## THE TASK
Within the records that follow, count the lines containing the string "FullResponse". Reply only with the count.

EXERCISE INPUTS below:

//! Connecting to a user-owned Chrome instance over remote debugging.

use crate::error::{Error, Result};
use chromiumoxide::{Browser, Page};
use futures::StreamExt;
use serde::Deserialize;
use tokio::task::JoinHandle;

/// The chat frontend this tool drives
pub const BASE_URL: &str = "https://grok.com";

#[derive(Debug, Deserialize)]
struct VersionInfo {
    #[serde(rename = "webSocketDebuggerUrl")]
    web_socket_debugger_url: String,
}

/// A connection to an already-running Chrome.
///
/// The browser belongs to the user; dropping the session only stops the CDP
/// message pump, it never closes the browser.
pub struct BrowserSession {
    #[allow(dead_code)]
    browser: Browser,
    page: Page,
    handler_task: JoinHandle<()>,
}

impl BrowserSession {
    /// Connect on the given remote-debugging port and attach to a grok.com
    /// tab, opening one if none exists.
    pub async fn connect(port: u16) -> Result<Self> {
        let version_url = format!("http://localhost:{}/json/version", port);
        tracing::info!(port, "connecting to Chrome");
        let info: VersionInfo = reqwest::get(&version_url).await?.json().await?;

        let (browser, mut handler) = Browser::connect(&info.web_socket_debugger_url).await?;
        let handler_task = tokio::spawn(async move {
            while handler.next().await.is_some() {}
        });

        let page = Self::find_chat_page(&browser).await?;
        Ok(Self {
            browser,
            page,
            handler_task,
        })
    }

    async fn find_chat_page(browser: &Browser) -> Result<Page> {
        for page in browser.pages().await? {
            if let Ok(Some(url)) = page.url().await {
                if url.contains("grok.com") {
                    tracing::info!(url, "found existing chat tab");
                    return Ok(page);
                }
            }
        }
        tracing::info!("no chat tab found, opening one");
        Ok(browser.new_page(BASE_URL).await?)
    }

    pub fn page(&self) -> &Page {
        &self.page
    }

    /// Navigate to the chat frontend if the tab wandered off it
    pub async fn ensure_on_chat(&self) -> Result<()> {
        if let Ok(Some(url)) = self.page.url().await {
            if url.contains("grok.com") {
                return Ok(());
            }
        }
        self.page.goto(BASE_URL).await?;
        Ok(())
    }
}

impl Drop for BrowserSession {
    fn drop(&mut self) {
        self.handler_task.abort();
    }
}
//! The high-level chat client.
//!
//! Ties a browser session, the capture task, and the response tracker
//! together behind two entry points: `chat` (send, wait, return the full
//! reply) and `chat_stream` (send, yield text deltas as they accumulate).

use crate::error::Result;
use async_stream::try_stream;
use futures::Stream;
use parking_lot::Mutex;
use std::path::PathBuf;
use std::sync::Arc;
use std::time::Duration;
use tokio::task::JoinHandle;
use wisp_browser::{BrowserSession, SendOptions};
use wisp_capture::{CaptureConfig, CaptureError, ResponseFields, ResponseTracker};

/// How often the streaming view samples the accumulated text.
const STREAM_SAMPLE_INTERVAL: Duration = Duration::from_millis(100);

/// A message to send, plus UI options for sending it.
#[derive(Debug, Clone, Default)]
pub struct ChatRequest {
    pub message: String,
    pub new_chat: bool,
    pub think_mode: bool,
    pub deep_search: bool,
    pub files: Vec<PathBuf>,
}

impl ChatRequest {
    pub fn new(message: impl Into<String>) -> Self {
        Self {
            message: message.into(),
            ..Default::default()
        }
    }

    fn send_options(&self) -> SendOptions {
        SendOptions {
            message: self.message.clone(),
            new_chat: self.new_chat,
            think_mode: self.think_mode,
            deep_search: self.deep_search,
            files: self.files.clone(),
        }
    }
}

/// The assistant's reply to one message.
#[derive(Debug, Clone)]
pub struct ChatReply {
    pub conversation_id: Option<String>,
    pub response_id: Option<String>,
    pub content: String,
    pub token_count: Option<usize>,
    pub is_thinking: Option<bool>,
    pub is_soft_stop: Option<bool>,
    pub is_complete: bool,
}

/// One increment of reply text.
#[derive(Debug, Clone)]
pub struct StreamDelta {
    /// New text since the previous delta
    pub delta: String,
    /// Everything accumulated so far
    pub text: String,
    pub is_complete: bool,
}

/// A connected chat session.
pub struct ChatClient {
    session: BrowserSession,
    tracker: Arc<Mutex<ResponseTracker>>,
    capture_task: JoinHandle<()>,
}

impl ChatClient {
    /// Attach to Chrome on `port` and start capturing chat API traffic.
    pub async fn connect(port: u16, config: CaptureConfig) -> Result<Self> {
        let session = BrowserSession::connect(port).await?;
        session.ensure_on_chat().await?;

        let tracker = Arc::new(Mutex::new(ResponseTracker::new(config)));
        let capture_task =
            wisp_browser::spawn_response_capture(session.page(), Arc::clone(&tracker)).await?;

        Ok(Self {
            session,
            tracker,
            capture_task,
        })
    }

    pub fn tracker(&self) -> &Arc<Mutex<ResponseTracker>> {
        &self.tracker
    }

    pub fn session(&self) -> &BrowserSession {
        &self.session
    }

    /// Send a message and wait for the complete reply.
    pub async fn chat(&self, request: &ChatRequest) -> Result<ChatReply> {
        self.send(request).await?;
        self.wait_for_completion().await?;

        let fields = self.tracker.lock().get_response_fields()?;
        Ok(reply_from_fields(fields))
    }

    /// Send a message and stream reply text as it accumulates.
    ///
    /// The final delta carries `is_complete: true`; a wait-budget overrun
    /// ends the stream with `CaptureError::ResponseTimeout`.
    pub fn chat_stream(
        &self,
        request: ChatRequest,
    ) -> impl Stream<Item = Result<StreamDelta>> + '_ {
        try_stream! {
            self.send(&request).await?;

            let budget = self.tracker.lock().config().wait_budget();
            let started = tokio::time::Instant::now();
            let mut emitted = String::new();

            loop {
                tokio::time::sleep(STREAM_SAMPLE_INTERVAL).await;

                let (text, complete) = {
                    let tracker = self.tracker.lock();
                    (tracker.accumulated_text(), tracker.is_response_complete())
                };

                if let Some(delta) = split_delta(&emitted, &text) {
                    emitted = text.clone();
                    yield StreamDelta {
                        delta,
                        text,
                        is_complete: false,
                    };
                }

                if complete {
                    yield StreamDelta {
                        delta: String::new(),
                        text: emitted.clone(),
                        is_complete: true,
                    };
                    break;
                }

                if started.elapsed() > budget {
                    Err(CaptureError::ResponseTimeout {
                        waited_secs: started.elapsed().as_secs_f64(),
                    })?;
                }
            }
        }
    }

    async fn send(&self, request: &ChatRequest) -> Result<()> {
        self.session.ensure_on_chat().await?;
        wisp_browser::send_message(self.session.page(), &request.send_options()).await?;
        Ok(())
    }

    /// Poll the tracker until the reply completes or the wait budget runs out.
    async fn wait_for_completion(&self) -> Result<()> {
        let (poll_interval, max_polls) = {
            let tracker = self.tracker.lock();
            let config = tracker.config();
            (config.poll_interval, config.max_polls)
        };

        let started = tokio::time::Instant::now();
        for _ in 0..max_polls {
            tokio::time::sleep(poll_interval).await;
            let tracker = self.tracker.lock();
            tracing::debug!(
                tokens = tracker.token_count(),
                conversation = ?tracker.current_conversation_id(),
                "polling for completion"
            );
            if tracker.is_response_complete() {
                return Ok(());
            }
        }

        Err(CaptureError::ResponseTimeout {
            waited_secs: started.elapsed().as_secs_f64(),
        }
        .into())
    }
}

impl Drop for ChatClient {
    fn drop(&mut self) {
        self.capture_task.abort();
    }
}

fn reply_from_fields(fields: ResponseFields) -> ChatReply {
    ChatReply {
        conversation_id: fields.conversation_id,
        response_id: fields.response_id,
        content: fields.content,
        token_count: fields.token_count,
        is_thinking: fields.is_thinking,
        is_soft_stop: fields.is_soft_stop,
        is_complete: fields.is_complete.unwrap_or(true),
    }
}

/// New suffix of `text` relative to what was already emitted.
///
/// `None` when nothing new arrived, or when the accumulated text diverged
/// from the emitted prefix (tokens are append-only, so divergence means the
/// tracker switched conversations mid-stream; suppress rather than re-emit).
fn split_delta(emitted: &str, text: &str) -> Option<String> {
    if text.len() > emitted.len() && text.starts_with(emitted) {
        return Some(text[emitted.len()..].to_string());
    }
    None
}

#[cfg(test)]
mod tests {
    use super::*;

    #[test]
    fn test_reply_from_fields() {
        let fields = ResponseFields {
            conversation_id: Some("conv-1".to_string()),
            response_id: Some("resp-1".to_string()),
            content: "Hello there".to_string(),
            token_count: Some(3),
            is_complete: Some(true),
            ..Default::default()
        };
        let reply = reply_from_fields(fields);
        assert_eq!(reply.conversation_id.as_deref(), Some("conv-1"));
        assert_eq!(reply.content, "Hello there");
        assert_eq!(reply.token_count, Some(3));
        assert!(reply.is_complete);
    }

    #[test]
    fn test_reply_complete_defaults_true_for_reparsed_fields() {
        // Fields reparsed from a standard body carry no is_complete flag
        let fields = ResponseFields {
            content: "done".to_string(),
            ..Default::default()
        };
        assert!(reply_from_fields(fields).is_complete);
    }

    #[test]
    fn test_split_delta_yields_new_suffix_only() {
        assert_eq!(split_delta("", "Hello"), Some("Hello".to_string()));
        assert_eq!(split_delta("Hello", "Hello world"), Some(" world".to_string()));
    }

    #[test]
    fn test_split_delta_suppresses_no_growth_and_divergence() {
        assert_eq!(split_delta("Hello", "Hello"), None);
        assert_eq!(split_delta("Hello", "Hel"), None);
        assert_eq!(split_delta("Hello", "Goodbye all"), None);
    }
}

End of EXERCISE INPUTS.
EXERCISE INPUTS below:

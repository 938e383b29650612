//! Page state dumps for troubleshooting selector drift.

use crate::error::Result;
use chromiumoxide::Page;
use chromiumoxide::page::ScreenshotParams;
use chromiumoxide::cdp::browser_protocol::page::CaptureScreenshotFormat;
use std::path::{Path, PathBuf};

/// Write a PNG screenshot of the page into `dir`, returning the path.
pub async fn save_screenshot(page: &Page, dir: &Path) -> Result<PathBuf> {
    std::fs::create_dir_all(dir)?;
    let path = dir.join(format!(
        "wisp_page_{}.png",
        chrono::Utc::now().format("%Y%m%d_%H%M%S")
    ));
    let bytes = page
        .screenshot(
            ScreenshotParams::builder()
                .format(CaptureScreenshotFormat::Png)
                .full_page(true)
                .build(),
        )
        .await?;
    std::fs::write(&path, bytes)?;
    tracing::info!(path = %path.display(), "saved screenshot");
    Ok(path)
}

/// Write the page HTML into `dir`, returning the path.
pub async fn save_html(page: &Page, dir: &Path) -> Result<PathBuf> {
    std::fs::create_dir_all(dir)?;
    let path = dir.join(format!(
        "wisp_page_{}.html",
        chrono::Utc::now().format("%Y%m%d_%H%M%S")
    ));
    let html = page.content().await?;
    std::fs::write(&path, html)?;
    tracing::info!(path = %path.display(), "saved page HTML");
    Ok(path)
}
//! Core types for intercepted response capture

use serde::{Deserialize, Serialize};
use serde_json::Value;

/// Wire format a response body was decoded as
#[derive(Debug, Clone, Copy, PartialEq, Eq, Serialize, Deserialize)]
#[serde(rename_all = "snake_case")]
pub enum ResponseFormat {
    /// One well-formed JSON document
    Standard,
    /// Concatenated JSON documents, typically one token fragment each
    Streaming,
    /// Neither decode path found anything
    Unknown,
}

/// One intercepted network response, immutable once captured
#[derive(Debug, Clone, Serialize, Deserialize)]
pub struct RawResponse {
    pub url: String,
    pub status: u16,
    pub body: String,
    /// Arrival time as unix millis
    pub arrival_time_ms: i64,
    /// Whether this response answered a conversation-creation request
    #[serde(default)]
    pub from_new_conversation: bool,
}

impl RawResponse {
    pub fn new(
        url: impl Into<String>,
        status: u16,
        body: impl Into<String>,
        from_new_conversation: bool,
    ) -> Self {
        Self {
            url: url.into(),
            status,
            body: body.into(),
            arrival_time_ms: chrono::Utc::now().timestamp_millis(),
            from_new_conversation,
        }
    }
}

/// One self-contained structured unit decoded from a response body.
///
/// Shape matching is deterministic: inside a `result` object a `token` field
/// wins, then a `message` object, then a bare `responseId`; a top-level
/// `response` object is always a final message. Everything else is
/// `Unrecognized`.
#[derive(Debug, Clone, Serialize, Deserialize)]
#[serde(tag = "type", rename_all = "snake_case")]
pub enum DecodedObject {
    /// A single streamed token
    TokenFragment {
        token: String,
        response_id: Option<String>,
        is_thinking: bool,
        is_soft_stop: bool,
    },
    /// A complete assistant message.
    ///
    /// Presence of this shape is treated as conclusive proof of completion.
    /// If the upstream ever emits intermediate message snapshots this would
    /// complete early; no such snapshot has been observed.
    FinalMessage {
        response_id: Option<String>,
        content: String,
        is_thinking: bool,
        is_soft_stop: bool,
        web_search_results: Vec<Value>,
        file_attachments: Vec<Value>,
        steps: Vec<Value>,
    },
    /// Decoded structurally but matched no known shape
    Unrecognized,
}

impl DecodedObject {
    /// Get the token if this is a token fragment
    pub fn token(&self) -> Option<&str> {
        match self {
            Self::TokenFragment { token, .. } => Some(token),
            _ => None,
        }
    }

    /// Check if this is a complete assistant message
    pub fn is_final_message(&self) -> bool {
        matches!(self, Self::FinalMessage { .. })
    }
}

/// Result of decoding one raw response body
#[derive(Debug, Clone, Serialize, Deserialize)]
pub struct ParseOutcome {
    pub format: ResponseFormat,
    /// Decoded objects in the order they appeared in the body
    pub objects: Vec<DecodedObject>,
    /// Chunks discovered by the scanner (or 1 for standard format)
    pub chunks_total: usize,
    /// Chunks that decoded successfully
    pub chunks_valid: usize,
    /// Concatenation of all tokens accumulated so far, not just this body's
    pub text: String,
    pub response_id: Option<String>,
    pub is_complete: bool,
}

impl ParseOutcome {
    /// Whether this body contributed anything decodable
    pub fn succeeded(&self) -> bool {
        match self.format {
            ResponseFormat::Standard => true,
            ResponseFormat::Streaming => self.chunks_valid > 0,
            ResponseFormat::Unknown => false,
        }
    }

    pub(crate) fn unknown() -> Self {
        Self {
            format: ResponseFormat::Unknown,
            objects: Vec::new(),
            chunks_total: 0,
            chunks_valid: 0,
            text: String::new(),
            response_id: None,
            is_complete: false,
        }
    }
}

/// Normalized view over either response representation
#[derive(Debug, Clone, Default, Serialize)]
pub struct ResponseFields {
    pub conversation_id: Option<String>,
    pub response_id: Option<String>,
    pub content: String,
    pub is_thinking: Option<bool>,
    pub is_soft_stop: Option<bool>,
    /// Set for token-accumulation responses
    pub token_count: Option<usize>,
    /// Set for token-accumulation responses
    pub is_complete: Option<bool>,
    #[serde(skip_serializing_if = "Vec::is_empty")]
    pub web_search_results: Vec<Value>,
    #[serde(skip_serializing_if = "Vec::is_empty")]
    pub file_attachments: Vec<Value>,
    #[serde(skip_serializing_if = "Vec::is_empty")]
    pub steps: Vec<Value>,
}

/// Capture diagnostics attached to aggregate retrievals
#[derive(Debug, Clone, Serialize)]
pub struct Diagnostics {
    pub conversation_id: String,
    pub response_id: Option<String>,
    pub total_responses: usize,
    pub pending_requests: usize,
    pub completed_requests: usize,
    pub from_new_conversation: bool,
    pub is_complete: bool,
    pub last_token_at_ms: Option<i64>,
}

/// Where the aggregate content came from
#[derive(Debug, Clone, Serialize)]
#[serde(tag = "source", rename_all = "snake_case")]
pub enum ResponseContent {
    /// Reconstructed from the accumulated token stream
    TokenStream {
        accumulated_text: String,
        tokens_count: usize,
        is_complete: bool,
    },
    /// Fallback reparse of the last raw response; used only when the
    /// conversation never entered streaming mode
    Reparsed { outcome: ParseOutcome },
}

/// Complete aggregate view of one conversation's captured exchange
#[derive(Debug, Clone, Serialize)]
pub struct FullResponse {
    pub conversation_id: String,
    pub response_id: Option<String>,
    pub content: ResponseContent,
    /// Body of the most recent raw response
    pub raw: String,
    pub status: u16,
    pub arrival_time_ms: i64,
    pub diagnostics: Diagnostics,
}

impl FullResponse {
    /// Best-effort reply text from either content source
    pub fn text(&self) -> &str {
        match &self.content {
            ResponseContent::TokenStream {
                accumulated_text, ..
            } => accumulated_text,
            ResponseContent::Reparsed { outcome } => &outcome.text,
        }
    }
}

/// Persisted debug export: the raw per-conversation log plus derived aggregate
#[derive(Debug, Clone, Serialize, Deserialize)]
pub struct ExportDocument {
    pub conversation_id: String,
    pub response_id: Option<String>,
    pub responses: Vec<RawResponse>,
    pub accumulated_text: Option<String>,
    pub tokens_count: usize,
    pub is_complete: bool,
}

End of EXERCISE INPUTS.

## SOLVED PROBLEM
2